TASK BRIEF ▸ The result should be every line of the listing that holds the word "CalendarEvent".
#####
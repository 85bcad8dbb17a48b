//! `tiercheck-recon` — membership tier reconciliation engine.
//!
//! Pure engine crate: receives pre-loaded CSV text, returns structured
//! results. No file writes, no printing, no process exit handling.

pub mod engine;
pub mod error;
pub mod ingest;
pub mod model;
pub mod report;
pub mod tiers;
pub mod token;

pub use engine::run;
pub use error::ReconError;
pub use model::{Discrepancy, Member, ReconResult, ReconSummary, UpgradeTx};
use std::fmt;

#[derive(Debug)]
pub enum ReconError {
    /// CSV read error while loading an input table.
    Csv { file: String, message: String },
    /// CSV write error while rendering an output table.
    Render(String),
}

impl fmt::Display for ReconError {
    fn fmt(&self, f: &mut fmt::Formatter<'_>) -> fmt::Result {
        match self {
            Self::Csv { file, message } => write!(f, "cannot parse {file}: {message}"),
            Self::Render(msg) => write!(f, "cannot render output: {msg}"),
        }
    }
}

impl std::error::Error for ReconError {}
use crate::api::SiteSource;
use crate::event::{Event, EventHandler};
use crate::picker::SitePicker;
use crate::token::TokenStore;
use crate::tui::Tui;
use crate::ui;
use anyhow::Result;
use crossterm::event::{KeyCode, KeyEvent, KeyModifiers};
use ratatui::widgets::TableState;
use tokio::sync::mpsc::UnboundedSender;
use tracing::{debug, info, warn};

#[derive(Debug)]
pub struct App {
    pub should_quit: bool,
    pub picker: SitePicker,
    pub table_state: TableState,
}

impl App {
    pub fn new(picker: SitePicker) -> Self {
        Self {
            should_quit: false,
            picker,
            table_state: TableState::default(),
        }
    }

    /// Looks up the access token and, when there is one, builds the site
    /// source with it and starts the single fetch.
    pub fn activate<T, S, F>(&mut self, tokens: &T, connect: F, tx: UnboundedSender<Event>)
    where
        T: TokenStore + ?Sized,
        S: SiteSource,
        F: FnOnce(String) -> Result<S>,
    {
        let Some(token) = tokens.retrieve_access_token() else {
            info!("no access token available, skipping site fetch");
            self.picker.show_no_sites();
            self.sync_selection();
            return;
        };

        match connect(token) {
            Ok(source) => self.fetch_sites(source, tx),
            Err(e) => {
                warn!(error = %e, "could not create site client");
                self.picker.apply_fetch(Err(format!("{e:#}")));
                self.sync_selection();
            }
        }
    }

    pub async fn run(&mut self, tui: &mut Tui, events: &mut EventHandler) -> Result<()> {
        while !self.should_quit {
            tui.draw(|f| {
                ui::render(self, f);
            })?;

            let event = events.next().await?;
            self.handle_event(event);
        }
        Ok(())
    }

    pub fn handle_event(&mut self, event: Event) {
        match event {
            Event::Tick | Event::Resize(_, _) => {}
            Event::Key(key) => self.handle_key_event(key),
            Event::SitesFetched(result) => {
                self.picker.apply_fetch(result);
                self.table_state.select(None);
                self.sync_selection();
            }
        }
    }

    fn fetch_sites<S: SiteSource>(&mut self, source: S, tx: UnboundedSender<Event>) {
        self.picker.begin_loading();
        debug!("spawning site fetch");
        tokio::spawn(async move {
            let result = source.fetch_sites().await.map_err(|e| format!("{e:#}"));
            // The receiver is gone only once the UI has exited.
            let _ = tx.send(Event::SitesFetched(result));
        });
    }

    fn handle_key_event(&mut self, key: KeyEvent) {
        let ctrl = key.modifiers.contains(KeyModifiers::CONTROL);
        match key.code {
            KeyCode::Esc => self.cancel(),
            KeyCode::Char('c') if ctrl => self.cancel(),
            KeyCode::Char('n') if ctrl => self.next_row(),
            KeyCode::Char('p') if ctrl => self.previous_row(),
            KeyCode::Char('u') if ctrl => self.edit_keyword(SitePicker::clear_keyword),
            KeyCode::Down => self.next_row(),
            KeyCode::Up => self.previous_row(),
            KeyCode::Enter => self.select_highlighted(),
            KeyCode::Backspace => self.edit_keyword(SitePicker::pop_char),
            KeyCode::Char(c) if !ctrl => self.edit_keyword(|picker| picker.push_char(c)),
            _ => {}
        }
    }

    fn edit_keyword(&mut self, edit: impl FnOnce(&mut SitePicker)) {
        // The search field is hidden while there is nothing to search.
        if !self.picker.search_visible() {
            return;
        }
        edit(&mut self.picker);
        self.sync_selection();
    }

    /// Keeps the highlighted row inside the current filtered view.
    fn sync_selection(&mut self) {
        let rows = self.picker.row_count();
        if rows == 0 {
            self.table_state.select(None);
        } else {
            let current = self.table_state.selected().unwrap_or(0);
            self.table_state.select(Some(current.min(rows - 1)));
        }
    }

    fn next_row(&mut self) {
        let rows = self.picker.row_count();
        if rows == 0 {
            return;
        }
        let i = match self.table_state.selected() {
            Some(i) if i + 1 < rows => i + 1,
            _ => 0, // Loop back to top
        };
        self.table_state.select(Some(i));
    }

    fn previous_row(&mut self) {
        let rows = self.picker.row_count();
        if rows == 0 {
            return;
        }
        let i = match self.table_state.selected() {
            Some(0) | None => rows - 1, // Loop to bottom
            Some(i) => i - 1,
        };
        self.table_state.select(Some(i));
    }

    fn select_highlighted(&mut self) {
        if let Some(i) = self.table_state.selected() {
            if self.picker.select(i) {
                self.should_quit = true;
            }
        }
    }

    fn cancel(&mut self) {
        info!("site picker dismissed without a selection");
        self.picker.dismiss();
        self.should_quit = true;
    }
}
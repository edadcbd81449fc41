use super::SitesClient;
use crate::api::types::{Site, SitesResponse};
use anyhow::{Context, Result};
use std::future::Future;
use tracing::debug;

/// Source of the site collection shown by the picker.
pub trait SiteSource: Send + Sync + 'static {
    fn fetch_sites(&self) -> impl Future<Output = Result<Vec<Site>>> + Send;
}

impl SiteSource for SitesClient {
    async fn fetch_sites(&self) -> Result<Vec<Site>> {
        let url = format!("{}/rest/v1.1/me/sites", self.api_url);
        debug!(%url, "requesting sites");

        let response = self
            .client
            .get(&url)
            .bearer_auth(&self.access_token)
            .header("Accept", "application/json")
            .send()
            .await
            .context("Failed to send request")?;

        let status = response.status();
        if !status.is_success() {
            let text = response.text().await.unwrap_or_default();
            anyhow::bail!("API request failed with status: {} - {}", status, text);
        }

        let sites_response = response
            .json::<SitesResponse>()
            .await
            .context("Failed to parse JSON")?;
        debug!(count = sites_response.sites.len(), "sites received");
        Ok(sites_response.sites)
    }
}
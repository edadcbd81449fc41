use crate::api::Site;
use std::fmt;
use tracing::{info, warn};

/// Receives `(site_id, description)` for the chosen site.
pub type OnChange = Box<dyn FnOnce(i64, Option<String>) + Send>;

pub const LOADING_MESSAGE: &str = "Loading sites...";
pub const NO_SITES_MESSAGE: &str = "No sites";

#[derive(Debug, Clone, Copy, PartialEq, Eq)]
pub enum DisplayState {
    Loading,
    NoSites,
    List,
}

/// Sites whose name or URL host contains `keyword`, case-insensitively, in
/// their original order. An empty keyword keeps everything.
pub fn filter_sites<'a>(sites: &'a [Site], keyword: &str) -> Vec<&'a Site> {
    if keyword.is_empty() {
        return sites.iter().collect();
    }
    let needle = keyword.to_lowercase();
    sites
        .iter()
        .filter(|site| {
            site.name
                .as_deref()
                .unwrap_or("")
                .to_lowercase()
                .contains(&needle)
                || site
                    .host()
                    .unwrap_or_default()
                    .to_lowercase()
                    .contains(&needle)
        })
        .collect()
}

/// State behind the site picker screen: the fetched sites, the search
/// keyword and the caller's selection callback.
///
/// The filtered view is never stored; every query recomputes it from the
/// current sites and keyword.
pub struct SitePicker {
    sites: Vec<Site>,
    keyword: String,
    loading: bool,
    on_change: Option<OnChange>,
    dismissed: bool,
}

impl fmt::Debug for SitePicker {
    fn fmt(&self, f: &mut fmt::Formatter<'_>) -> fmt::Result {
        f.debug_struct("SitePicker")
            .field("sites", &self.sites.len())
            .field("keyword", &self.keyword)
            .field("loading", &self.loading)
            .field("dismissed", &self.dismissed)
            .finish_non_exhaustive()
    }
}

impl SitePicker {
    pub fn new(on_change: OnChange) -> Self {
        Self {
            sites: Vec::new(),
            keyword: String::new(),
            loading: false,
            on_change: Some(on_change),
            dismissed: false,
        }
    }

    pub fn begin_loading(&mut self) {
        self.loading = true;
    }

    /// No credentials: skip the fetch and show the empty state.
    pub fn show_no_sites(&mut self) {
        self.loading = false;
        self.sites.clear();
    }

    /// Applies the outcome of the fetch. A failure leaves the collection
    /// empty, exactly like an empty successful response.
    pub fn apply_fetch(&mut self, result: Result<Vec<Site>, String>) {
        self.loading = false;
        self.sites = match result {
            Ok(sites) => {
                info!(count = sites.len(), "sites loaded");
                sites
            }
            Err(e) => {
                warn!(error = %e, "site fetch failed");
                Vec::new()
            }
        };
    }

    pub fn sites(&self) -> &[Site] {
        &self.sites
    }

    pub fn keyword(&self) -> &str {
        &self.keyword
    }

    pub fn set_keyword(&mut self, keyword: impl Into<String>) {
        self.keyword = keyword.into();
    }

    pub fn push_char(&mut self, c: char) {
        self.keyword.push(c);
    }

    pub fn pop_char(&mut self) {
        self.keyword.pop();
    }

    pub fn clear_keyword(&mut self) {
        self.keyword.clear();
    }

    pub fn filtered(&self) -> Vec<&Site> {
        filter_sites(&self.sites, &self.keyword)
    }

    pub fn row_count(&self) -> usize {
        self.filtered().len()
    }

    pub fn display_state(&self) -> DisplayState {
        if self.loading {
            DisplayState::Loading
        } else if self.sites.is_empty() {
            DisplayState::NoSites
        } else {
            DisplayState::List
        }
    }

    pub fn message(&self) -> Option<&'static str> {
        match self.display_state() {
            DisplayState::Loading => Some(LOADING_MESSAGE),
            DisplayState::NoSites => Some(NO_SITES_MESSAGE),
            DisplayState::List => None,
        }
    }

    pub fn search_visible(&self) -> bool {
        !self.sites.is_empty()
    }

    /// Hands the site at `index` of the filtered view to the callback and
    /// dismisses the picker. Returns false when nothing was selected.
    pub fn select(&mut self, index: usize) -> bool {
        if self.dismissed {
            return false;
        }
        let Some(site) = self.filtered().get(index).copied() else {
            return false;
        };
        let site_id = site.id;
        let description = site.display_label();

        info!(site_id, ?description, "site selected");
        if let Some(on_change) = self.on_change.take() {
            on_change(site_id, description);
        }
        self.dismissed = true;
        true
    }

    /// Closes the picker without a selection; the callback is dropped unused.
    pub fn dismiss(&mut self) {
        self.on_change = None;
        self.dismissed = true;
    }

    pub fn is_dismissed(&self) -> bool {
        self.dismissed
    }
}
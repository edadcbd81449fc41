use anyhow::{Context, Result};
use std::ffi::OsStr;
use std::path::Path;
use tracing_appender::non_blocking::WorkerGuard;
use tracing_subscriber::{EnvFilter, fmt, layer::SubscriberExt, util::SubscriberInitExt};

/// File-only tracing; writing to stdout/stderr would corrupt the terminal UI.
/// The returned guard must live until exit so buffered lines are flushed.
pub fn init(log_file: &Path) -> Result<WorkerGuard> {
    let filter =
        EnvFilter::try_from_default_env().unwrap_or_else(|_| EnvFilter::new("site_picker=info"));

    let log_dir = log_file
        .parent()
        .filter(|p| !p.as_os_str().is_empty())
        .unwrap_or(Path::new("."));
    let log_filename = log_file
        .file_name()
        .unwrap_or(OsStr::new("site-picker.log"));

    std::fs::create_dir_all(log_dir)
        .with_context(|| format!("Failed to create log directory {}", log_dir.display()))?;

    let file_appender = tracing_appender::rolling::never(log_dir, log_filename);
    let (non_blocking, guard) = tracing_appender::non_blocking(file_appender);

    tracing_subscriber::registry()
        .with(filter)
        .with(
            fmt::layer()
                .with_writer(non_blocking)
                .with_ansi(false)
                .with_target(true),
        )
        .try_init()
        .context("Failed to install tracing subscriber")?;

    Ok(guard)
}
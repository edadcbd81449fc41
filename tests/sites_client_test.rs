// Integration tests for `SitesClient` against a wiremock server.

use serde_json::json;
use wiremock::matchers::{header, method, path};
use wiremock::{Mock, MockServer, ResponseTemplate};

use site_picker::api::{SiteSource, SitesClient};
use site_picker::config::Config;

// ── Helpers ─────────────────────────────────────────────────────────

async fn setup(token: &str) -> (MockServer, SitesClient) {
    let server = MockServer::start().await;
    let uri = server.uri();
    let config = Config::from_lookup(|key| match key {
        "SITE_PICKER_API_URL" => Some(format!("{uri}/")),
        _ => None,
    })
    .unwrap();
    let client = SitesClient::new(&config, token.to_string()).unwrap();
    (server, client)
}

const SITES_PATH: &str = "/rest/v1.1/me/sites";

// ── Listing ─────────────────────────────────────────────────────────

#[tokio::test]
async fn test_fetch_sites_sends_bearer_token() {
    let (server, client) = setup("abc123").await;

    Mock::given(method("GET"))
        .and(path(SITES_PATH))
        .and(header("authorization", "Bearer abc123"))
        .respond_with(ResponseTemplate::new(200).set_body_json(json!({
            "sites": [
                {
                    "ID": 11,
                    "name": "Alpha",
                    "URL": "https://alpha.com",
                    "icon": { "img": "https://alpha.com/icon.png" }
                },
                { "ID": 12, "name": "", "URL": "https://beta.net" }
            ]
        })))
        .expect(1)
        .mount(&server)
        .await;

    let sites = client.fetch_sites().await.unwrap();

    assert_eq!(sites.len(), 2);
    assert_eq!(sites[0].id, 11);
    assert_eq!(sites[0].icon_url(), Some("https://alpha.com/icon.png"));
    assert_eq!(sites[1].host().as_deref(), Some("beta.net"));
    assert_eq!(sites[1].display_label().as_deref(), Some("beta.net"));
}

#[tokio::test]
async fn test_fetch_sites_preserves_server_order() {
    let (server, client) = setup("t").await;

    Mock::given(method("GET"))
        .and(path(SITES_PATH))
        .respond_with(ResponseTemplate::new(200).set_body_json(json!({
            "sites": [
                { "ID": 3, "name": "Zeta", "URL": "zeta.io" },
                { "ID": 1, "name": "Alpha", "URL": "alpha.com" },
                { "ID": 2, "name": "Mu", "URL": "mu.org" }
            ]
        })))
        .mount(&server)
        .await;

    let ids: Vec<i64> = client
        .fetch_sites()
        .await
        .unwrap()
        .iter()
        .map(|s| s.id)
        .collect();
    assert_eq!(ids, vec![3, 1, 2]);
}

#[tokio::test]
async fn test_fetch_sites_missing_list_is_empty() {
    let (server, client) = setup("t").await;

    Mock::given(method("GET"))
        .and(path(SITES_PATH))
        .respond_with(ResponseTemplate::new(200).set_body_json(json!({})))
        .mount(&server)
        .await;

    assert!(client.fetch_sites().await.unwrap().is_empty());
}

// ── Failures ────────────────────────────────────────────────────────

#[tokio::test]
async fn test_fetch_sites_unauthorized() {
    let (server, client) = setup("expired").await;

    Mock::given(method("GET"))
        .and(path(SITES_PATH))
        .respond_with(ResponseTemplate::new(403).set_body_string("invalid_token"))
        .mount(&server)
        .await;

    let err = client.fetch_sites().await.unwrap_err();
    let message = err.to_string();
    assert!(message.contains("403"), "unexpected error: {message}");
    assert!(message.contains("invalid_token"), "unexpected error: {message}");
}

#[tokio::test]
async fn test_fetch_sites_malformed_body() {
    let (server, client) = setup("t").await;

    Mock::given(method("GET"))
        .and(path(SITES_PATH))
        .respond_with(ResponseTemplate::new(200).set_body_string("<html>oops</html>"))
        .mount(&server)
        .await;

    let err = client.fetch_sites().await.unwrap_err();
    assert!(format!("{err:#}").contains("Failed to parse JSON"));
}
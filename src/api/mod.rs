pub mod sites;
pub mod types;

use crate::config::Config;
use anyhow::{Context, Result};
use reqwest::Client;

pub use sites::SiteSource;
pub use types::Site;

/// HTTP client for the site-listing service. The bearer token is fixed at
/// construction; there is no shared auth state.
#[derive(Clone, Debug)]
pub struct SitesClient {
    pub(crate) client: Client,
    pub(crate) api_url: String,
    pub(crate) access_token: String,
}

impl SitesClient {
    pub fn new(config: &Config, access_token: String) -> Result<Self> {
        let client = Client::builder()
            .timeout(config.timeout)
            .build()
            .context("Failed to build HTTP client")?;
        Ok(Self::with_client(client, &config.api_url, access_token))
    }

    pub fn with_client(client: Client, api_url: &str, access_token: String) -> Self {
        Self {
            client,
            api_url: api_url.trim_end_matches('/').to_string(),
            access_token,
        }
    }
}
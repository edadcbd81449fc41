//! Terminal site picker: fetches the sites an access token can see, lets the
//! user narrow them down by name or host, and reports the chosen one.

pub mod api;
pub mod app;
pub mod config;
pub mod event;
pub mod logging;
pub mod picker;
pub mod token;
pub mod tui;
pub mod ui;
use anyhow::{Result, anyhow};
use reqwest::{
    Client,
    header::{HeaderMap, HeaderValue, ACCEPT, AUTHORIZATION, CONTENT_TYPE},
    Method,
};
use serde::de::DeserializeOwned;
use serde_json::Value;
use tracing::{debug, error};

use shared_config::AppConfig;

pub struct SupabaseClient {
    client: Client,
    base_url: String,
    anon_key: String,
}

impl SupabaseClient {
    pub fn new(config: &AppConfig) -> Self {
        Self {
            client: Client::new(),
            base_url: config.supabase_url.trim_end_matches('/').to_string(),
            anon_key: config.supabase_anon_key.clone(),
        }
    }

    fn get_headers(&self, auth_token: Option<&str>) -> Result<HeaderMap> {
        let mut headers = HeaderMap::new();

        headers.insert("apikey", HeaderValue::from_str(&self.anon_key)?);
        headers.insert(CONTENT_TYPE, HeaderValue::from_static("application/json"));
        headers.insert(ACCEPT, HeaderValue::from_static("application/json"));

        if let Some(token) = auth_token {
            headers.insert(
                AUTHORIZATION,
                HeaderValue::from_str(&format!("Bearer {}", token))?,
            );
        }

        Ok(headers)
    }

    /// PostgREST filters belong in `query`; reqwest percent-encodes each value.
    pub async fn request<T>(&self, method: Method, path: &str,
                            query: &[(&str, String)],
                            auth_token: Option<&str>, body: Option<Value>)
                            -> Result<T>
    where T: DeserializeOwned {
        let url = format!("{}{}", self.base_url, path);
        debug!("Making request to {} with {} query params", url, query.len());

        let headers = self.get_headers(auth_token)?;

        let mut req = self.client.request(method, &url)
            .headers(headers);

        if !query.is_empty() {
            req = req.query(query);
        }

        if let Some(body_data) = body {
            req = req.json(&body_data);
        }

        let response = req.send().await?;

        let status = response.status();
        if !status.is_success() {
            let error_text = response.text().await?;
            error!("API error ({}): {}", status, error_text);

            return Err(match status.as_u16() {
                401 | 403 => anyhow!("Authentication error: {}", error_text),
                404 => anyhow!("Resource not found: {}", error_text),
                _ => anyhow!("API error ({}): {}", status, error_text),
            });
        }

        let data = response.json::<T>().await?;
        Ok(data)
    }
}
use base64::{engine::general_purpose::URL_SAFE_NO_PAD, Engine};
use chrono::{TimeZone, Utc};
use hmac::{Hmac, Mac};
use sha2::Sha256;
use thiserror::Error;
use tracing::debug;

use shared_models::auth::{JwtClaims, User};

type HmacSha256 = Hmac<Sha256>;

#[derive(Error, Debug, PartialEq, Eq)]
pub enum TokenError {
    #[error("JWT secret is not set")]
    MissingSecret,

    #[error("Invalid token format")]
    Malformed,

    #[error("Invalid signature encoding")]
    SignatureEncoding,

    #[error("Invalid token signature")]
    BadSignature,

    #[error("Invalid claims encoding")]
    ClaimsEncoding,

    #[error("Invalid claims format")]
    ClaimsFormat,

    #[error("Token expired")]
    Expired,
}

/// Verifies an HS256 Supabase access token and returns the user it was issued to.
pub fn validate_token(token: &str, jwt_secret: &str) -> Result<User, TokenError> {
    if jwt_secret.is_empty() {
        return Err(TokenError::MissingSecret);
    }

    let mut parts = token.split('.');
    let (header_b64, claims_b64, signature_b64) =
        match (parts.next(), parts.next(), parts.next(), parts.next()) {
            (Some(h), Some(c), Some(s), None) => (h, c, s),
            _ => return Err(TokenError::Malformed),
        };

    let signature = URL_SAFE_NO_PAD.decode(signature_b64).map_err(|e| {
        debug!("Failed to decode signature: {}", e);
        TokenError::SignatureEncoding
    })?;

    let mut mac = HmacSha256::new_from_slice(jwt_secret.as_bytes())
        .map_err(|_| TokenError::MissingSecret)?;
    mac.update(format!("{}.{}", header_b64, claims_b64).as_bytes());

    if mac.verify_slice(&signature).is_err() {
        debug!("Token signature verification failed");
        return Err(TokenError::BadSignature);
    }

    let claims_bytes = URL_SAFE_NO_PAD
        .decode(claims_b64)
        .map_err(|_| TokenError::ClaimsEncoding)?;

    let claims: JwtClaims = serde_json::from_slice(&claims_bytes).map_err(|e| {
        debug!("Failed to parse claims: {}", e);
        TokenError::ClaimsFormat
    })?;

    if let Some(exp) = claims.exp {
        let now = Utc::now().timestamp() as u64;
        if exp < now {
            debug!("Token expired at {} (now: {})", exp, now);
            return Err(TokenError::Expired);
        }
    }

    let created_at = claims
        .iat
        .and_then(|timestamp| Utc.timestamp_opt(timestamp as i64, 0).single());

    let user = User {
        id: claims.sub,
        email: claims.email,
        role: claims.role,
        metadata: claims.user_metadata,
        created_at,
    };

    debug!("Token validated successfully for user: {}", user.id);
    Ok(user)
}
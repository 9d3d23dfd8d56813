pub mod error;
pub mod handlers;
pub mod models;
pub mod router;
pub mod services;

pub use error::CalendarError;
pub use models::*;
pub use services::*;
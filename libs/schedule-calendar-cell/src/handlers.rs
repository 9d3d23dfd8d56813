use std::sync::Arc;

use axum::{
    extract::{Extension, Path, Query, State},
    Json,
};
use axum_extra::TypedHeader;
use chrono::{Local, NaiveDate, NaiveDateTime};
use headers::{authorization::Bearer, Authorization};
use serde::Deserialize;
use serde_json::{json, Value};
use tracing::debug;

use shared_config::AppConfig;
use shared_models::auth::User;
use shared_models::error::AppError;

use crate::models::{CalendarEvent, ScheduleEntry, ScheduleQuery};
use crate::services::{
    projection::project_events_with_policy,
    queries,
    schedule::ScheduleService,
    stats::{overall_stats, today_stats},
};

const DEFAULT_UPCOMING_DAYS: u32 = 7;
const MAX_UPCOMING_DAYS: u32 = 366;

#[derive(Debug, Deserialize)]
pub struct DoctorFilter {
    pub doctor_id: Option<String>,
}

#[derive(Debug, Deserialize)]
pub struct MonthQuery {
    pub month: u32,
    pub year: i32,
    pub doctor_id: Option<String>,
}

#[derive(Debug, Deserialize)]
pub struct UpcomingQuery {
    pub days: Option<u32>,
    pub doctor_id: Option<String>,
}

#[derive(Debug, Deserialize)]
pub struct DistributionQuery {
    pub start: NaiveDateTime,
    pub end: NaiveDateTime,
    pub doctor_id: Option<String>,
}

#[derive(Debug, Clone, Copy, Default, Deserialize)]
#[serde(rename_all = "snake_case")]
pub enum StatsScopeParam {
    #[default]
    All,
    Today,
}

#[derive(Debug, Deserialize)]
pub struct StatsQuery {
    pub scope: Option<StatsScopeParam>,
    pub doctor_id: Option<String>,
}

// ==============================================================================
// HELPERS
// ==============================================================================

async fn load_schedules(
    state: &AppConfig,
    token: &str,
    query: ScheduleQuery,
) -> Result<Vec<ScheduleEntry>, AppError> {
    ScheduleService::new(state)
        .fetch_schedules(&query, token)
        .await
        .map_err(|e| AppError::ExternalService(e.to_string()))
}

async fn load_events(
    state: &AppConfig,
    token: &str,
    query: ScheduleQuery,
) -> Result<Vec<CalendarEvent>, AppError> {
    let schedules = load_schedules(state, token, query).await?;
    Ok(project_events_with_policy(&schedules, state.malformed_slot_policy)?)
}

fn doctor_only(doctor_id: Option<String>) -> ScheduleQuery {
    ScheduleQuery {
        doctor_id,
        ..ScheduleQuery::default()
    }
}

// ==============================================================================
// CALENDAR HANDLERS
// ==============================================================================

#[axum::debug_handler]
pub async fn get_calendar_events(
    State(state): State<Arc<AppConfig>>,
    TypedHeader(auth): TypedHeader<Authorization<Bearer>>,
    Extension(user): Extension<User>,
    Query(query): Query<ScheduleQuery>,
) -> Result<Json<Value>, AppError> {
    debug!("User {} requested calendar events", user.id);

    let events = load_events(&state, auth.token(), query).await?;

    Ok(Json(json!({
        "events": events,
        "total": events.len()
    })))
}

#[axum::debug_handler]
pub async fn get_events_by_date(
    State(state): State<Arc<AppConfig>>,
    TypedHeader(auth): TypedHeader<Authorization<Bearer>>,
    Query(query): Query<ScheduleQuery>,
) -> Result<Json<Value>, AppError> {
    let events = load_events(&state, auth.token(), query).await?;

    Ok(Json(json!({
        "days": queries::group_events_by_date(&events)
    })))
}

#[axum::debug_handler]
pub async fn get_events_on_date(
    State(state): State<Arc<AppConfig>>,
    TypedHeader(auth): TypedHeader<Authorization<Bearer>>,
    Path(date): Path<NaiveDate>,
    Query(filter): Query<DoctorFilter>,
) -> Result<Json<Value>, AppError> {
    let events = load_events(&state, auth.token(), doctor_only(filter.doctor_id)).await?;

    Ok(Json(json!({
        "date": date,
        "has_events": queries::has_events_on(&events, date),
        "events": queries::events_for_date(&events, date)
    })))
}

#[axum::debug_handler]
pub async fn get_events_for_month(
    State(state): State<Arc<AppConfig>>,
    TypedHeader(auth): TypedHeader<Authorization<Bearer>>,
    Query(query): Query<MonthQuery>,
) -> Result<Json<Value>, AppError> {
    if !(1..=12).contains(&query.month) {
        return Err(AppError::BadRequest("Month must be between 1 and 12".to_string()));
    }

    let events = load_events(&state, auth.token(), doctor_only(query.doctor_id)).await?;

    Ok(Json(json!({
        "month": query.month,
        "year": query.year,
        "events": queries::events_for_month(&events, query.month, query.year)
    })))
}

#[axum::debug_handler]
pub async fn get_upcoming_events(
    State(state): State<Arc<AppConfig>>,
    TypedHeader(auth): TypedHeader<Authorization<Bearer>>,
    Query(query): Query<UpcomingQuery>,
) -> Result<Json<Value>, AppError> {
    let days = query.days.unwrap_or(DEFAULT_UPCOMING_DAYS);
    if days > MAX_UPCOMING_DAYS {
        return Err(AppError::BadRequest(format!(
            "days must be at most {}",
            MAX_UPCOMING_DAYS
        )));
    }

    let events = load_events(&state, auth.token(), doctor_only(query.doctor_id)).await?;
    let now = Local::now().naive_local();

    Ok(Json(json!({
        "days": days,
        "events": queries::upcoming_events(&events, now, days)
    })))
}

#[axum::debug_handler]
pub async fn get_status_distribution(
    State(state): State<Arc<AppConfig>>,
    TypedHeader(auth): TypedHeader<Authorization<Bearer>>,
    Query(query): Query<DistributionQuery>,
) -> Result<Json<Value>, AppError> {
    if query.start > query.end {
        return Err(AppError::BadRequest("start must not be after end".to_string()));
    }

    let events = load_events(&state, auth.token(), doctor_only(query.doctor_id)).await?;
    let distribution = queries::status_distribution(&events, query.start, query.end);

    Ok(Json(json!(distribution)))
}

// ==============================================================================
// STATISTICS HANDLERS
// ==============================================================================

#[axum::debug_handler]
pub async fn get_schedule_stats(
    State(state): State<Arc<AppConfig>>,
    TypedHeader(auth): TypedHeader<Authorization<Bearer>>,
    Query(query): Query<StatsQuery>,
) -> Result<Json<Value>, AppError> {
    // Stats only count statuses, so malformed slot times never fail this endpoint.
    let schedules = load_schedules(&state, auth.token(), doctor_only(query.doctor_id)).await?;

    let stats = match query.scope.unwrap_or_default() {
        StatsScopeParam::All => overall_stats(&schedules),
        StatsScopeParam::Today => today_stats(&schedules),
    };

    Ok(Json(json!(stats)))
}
#####
PROBLEM SOLUTION ▸
use crate::models::{CalendarEvent, ScheduleEntry, ScheduleQuery};
) -> Result<Vec<CalendarEvent>, AppError> {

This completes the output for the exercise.